The Uncharted movie was delayed so many times that we started to think it was never going to get made. Now, after beginning production in March, Uncharted has wrapped filming, which means we’re one step closer to seeing Tom Holland as baby Nathan Drake and Mark Wahlberg as poorly-cast Sully. The Ruben Fleischer-directed flick is meant to serve as a prequel to the popular game series.

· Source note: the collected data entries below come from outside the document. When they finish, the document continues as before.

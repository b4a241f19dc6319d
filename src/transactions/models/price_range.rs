use serde::{Deserialize, Serialize};

/// One histogram bucket. `min` is inclusive, `max` exclusive.
#[derive(Debug, Clone, Copy, PartialEq)]
pub struct PriceRange {
    pub range: &'static str,
    pub min: f64,
    pub max: f64,
}

impl PriceRange {
    pub fn contains(&self, price: f64) -> bool {
        price >= self.min && price < self.max
    }
}

// Lower bounds after the first bucket start at x01, so prices in [100, 101),
// [200, 201) and so on fall into no bucket.
pub static PRICE_RANGES: [PriceRange; 10] = [
    PriceRange { range: "0-100", min: 0.0, max: 100.0 },
    PriceRange { range: "101-200", min: 101.0, max: 200.0 },
    PriceRange { range: "201-300", min: 201.0, max: 300.0 },
    PriceRange { range: "301-400", min: 301.0, max: 400.0 },
    PriceRange { range: "401-500", min: 401.0, max: 500.0 },
    PriceRange { range: "501-600", min: 501.0, max: 600.0 },
    PriceRange { range: "601-700", min: 601.0, max: 700.0 },
    PriceRange { range: "701-800", min: 701.0, max: 800.0 },
    PriceRange { range: "801-900", min: 801.0, max: 900.0 },
    PriceRange { range: "901-above", min: 901.0, max: f64::INFINITY },
];

#[derive(Debug, Clone, PartialEq, Serialize, Deserialize)]
pub struct PriceRangeCount {
    pub range: String,
    pub count: i64,
}

#[cfg(test)]
mod tests {
    use super::*;

    #[test]
    fn bucket_table_keeps_the_x01_lower_bounds() {
        assert_eq!(PRICE_RANGES.len(), 10);
        assert_eq!(PRICE_RANGES[0].min, 0.0);
        assert_eq!(PRICE_RANGES[0].max, 100.0);
        for (i, range) in PRICE_RANGES.iter().enumerate().skip(1) {
            assert_eq!(range.min, (i * 100 + 1) as f64);
        }
        assert!(PRICE_RANGES[9].max.is_infinite());
    }

    #[test]
    fn upper_bound_is_exclusive_and_gaps_match_nothing() {
        let matches = |price: f64| PRICE_RANGES.iter().filter(|r| r.contains(price)).count();

        assert_eq!(matches(0.0), 1);
        assert_eq!(matches(99.99), 1);
        assert_eq!(matches(100.0), 0);
        assert_eq!(matches(100.5), 0);
        assert_eq!(matches(101.0), 1);
        assert_eq!(matches(900.0), 0);
        assert_eq!(matches(901.0), 1);
        assert_eq!(matches(1_000_000.0), 1);
        assert_eq!(matches(-1.0), 0);
    }
}
use std::sync::Arc;

use axum::{extract::State, Json};
use serde_json::{json, Value};

use crate::AppState;

pub async fn get_root(State(state): State<Arc<AppState>>) -> Json<Value> {
    Json(json!({
        "status": "online",
        "app_env": state.envy.app_env,
    }))
}
pub mod controller;
pub mod envy;
pub mod errors;
pub mod models;
pub mod util;
pub mod get_month_filter_dto;
pub mod get_transactions_filter_dto;
pub mod seed_transaction_dto;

Over the summer, Forbes writer Scott Mendelson wrote an excellent article about how Hollywood keeps making the same mistake when it comes to adapting popular IP. That is, rather than just give fans what they want – a proper adaptation! – producers keep making prequels. Scott’s latest example was for Disney’s already-forgotten Artemis Foul adaptation, but we’ve seen this trend again and again: a big-budget movie adapts a popular property, but the entire movie is spent setting up a sequel. And the sequel – which usually never even gets made because the first film underperforms – is the movie that’s going to be the real adaptation. Or, as Scott put it:
If you want to tell the origin, you still better make damn sure to give the audience the thing they came to see in the first movie. If you spend the entire running time setting up the familiar status quo with an “Okay folks, the pieces are in place, you’ll get the movie you wanted this time next time!” tease, you’ll fail every single time…Think Ridley Scott’s Robin Hood, which spent the entire 140-minute running time turning Russell Crowe’s Robin Hood into the outlaw we know and love. Think Warcraft, which was a feature-length prequel for the stories made popular in the video game series. Even Elizabeth Banks’ Charlie’s Angels takes the whole movie to induct a third member onto the team. It ends on a “here’s a bunch of adventures involving our title trio (Kristen Stewart, Naomi Scott and Ella Balinska) which you didn’t get to see” montage. Not a single one of these films got a sequel.
Why am I bringing this up in a story about Uncharted wrapping production? Because it looks like the Uncharted movie is doing the same. Exact. Thing. This won’t be an adaptation of the games that so many people love, oh no. Instead, it’s a prequel to the games, introducing us to a young Nathan Drake (Tom Holland) and a young Sully (Mark Wahlberg) as they begin their treasure-hunting adventures. And while I have no insider knowledge here, I’m 99.9% sure this movie is going to end with a set-up for a sequel that will be the real adaptation of Uncharted that everyone wanted to begin with. Call it a hunch.
Anyway, Uncharted is done filming. It opens July 16, 2021.